//! CLI entry point for nearby departures.
//!
//! Loads reference data from the feed into an in-process geo store and
//! answers "what leaves near here" for a coordinate and radius.

use std::ffi::OsStr;
use std::path::Path;
use std::sync::Arc;

use anyhow::Result;
use clap::{Parser, Subcommand, ValueEnum};
use nearby_departures::{
    client::FeedClient,
    config::FeedSettings,
    departures::DepartureAggregator,
    fetch::{BasicClient, HttpTransport},
    loader::ReferenceLoader,
    output::{print_pretty, render_board, write_json},
    store::MemoryGeoStore,
};
use tracing::info;
use tracing_subscriber::{
    EnvFilter, Layer,
    fmt::{self, format::FmtSpan},
    layer::SubscriberExt,
    util::SubscriberInitExt,
};

#[derive(Parser)]
#[command(name = "nearby_departures")]
#[command(about = "Live transit departures near a coordinate", long_about = None)]
struct Cli {
    #[command(flatten)]
    feed: FeedSettings,

    #[command(subcommand)]
    command: Commands,
}

#[derive(Subcommand)]
enum Commands {
    /// List agencies offered by the feed
    Agencies,
    /// Load reference data (agencies, routes, stops) and report what was loaded
    Load,
    /// Show departures from stops near a coordinate
    Nearby {
        /// Latitude in degrees
        #[arg(long, allow_negative_numbers = true)]
        lat: f64,

        /// Longitude in degrees
        #[arg(long, allow_negative_numbers = true)]
        lon: f64,

        /// Search radius in meters
        #[arg(long)]
        dist: f64,

        /// Maximum number of stops
        #[arg(short, long, default_value_t = 100)]
        limit: usize,

        /// Output format
        #[arg(short, long, value_enum, default_value_t = Format::Json)]
        format: Format,
    },
}

#[derive(Clone, Copy, ValueEnum)]
enum Format {
    Json,
    Board,
}

#[tokio::main]
async fn main() -> Result<()> {
    dotenvy::dotenv().ok(); // Load .env file

    // Logging setup: colored stderr + JSON rolling log file
    let log_file_path = std::env::var("LOG_FILE_PATH")
        .unwrap_or_else(|_| "logs/nearby_departures.log".to_string());
    let log_dir = Path::new(&log_file_path)
        .parent()
        .unwrap_or(Path::new("logs"));
    let log_file_name = Path::new(&log_file_path)
        .file_name()
        .unwrap_or(OsStr::new("nearby_departures.log"));

    let file_appender = tracing_appender::rolling::daily(log_dir, log_file_name);
    let (non_blocking_file, _file_guard) = tracing_appender::non_blocking(file_appender);

    let stderr_layer = fmt::layer()
        .with_target(true)
        .with_span_events(FmtSpan::CLOSE)
        .with_ansi(true)
        .with_writer(std::io::stderr)
        .with_filter(EnvFilter::from_env("RUST_LOG").add_directive("info".parse()?));

    let json_layer = fmt::layer()
        .json()
        .with_current_span(true)
        .with_span_list(true)
        .with_writer(non_blocking_file)
        .with_filter(EnvFilter::from_env("RUST_LOG_JSON").add_directive("debug".parse()?));

    tracing_subscriber::registry()
        .with(stderr_layer)
        .with(json_layer)
        .init();

    let cli = Cli::parse();

    let http = BasicClient::with_timeouts(cli.feed.connect_timeout(), cli.feed.request_timeout())?;
    let client = FeedClient::new(HttpTransport::new(http), cli.feed.client_options())?;
    let store = Arc::new(MemoryGeoStore::new());
    let loader = ReferenceLoader::new(client.clone(), Arc::clone(&store), cli.feed.agency_filter());

    match cli.command {
        Commands::Agencies => {
            let agencies = client.get_agencies().await?;
            info!(total = agencies.len(), "Agency list fetched");
            for agency in &agencies {
                println!("{}\t{}", agency.tag, agency.title);
            }
        }
        Commands::Load => {
            let summary = loader.reload().await?;
            info!(
                agencies = summary.agencies,
                routes = summary.routes,
                stops = summary.stops,
                "Load summary"
            );
        }
        Commands::Nearby {
            lat,
            lon,
            dist,
            limit,
            format,
        } => {
            if !lat.is_finite() || !lon.is_finite() || !dist.is_finite() {
                anyhow::bail!("lat, lon and dist must be finite numbers");
            }

            loader.ensure_loaded(false).await?;

            let aggregator = DepartureAggregator::new(client, store);
            let departures = aggregator
                .get_nearby_departure_info(lat, lon, dist, limit)
                .await?;
            print_pretty(&departures);

            match format {
                Format::Json => write_json(std::io::stdout().lock(), &departures)?,
                Format::Board => print!("{}", render_board(&departures)),
            }
        }
    }

    Ok(())
}
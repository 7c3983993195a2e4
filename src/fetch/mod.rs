//! HTTP access to the upstream feed.
//!
//! [`HttpClient`] is the seam over `reqwest`, [`FeedTransport`] is what the
//! feed client talks to: one GET in, one normalized node tree out.

mod basic;
mod client;
mod transport;

pub use basic::BasicClient;
pub use client::HttpClient;
pub use transport::{FeedTransport, HttpTransport};

use bytes::Bytes;
use tracing::trace;

use crate::error::FeedError;

/// Performs a GET and returns the body, failing on any non-2xx status.
pub async fn fetch_bytes<C: HttpClient + ?Sized>(
    client: &C,
    url: &str,
) -> Result<Bytes, FeedError> {
    let parsed = reqwest::Url::parse(url).map_err(|e| FeedError::Transport {
        url: url.to_string(),
        message: e.to_string(),
    })?;
    let req = reqwest::Request::new(reqwest::Method::GET, parsed);

    let resp = client.execute(req).await?.error_for_status()?;
    let body = resp.bytes().await?;
    trace!(url, bytes = body.len(), "Feed responded");
    Ok(body)
}
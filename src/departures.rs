//! Request-time entry point: nearby stops plus their live predictions.

use std::collections::HashSet;
use std::sync::Arc;

use tracing::debug;

use crate::client::FeedClient;
use crate::error::Error;
use crate::fetch::FeedTransport;
use crate::model::DepartureInfo;
use crate::store::GeoStore;

pub struct DepartureAggregator<T, S> {
    client: FeedClient<T>,
    store: Arc<S>,
}

impl<T, S> DepartureAggregator<T, S>
where
    T: FeedTransport + 'static,
    S: GeoStore,
{
    pub fn new(client: FeedClient<T>, store: Arc<S>) -> Self {
        Self { client, store }
    }

    /// Stops within `max_distance` meters of the point, nearest first, and
    /// the predictions the feed has for exactly those stops.
    ///
    /// No nearby stops is an empty answer, not an error, and the feed is not
    /// called. Predictions whose stop title does not belong to a returned stop
    /// are dropped.
    #[tracing::instrument(skip(self))]
    pub async fn get_nearby_departure_info(
        &self,
        latitude: f64,
        longitude: f64,
        max_distance: f64,
        limit: usize,
    ) -> Result<DepartureInfo, Error> {
        let stops = self
            .store
            .find_nearby(latitude, longitude, max_distance, limit)
            .await?;
        if stops.is_empty() {
            debug!("No stops nearby");
            return Ok(DepartureInfo::empty());
        }

        let titles: HashSet<&str> = stops.iter().map(|s| s.title.as_str()).collect();
        let fetched = self.client.get_predictions(&stops).await?;
        let total = fetched.len();
        let predictions: Vec<_> = fetched
            .into_iter()
            .filter(|p| titles.contains(p.stop_title.as_str()))
            .collect();

        if predictions.len() < total {
            debug!(
                dropped = total - predictions.len(),
                "Dropped predictions for unknown stops"
            );
        }

        Ok(DepartureInfo::new(stops, predictions))
    }
}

### Task directions
Every line of the material above must be duplicated exactly.

### Exercise response
//! CLI entry point for nearby departures.
//!
//! Loads reference data from the feed into an in-process geo store and
//! answers "what leaves near here" for a coordinate and radius.

use std::ffi::OsStr;
use std::path::Path;
use std::sync::Arc;

use anyhow::Result;
use clap::{Parser, Subcommand, ValueEnum};
use nearby_departures::{
    client::FeedClient,
    config::FeedSettings,
    departures::DepartureAggregator,
    fetch::{BasicClient, HttpTransport},
    loader::ReferenceLoader,
    output::{print_pretty, render_board, write_json},
    store::MemoryGeoStore,
};
use tracing::info;
use tracing_subscriber::{
    EnvFilter, Layer,
    fmt::{self, format::FmtSpan},
    layer::SubscriberExt,
    util::SubscriberInitExt,
};

#[derive(Parser)]
#[command(name = "nearby_departures")]
#[command(about = "Live transit departures near a coordinate", long_about = None)]
struct Cli {
    #[command(flatten)]
    feed: FeedSettings,

    #[command(subcommand)]
    command: Commands,
}

#[derive(Subcommand)]
enum Commands {
    /// List agencies offered by the feed
    Agencies,
    /// Load reference data (agencies, routes, stops) and report what was loaded
    Load,
    /// Show departures from stops near a coordinate
    Nearby {
        /// Latitude in degrees
        #[arg(long, allow_negative_numbers = true)]
        lat: f64,

        /// Longitude in degrees
        #[arg(long, allow_negative_numbers = true)]
        lon: f64,

        /// Search radius in meters
        #[arg(long)]
        dist: f64,

        /// Maximum number of stops
        #[arg(short, long, default_value_t = 100)]
        limit: usize,

        /// Output format
        #[arg(short, long, value_enum, default_value_t = Format::Json)]
        format: Format,
    },
}

#[derive(Clone, Copy, ValueEnum)]
enum Format {
    Json,
    Board,
}

#[tokio::main]
async fn main() -> Result<()> {
    dotenvy::dotenv().ok(); // Load .env file

    // Logging setup: colored stderr + JSON rolling log file
    let log_file_path = std::env::var("LOG_FILE_PATH")
        .unwrap_or_else(|_| "logs/nearby_departures.log".to_string());
    let log_dir = Path::new(&log_file_path)
        .parent()
        .unwrap_or(Path::new("logs"));
    let log_file_name = Path::new(&log_file_path)
        .file_name()
        .unwrap_or(OsStr::new("nearby_departures.log"));

    let file_appender = tracing_appender::rolling::daily(log_dir, log_file_name);
    let (non_blocking_file, _file_guard) = tracing_appender::non_blocking(file_appender);

    let stderr_layer = fmt::layer()
        .with_target(true)
        .with_span_events(FmtSpan::CLOSE)
        .with_ansi(true)
        .with_writer(std::io::stderr)
        .with_filter(EnvFilter::from_env("RUST_LOG").add_directive("info".parse()?));

    let json_layer = fmt::layer()
        .json()
        .with_current_span(true)
        .with_span_list(true)
        .with_writer(non_blocking_file)
        .with_filter(EnvFilter::from_env("RUST_LOG_JSON").add_directive("debug".parse()?));

    tracing_subscriber::registry()
        .with(stderr_layer)
        .with(json_layer)
        .init();

    let cli = Cli::parse();

    let http = BasicClient::with_timeouts(cli.feed.connect_timeout(), cli.feed.request_timeout())?;
    let client = FeedClient::new(HttpTransport::new(http), cli.feed.client_options())?;
    let store = Arc::new(MemoryGeoStore::new());
    let loader = ReferenceLoader::new(client.clone(), Arc::clone(&store), cli.feed.agency_filter());

    match cli.command {
        Commands::Agencies => {
            let agencies = client.get_agencies().await?;
            info!(total = agencies.len(), "Agency list fetched");
            for agency in &agencies {
                println!("{}\t{}", agency.tag, agency.title);
            }
        }
        Commands::Load => {
            let summary = loader.reload().await?;
            info!(
                agencies = summary.agencies,
                routes = summary.routes,
                stops = summary.stops,
                "Load summary"
            );
        }
        Commands::Nearby {
            lat,
            lon,
            dist,
            limit,
            format,
        } => {
            if !lat.is_finite() || !lon.is_finite() || !dist.is_finite() {
                anyhow::bail!("lat, lon and dist must be finite numbers");
            }

            loader.ensure_loaded(false).await?;

            let aggregator = DepartureAggregator::new(client, store);
            let departures = aggregator
                .get_nearby_departure_info(lat, lon, dist, limit)
                .await?;
            print_pretty(&departures);

            match format {
                Format::Json => write_json(std::io::stdout().lock(), &departures)?,
                Format::Board => print!("{}", render_board(&departures)),
            }
        }
    }

    Ok(())
}
repository 7c3983993195a2e4
filename src/fetch/mod.rs
//! HTTP access to the upstream feed.
//!
//! [`HttpClient`] is the seam over `reqwest`, [`FeedTransport`] is what the
//! feed client talks to: one GET in, one normalized node tree out.

mod basic;
mod client;
mod transport;

pub use basic::BasicClient;
pub use client::HttpClient;
pub use transport::{FeedTransport, HttpTransport};

use bytes::Bytes;
use tracing::trace;

use crate::error::FeedError;

/// Performs a GET and returns the body, failing on any non-2xx status.
pub async fn fetch_bytes<C: HttpClient + ?Sized>(
    client: &C,
    url: &str,
) -> Result<Bytes, FeedError> {
    let parsed = reqwest::Url::parse(url).map_err(|e| FeedError::Transport {
        url: url.to_string(),
        message: e.to_string(),
    })?;
    let req = reqwest::Request::new(reqwest::Method::GET, parsed);

    let resp = client.execute(req).await?.error_for_status()?;
    let body = resp.bytes().await?;
    trace!(url, bytes = body.len(), "Feed responded");
    Ok(body)
}
filename src/departures.rs
//! Request-time entry point: nearby stops plus their live predictions.

use std::collections::HashSet;
use std::sync::Arc;

use tracing::debug;

use crate::client::FeedClient;
use crate::error::Error;
use crate::fetch::FeedTransport;
use crate::model::DepartureInfo;
use crate::store::GeoStore;

pub struct DepartureAggregator<T, S> {
    client: FeedClient<T>,
    store: Arc<S>,
}

impl<T, S> DepartureAggregator<T, S>
where
    T: FeedTransport + 'static,
    S: GeoStore,
{
    pub fn new(client: FeedClient<T>, store: Arc<S>) -> Self {
        Self { client, store }
    }

    /// Stops within `max_distance` meters of the point, nearest first, and
    /// the predictions the feed has for exactly those stops.
    ///
    /// No nearby stops is an empty answer, not an error, and the feed is not
    /// called. Predictions whose stop title does not belong to a returned stop
    /// are dropped.
    #[tracing::instrument(skip(self))]
    pub async fn get_nearby_departure_info(
        &self,
        latitude: f64,
        longitude: f64,
        max_distance: f64,
        limit: usize,
    ) -> Result<DepartureInfo, Error> {
        let stops = self
            .store
            .find_nearby(latitude, longitude, max_distance, limit)
            .await?;
        if stops.is_empty() {
            debug!("No stops nearby");
            return Ok(DepartureInfo::empty());
        }

        let titles: HashSet<&str> = stops.iter().map(|s| s.title.as_str()).collect();
        let fetched = self.client.get_predictions(&stops).await?;
        let total = fetched.len();
        let predictions: Vec<_> = fetched
            .into_iter()
            .filter(|p| titles.contains(p.stop_title.as_str()))
            .collect();

        if predictions.len() < total {
            debug!(
                dropped = total - predictions.len(),
                "Dropped predictions for unknown stops"
            );
        }

        Ok(DepartureInfo::new(stops, predictions))
    }
}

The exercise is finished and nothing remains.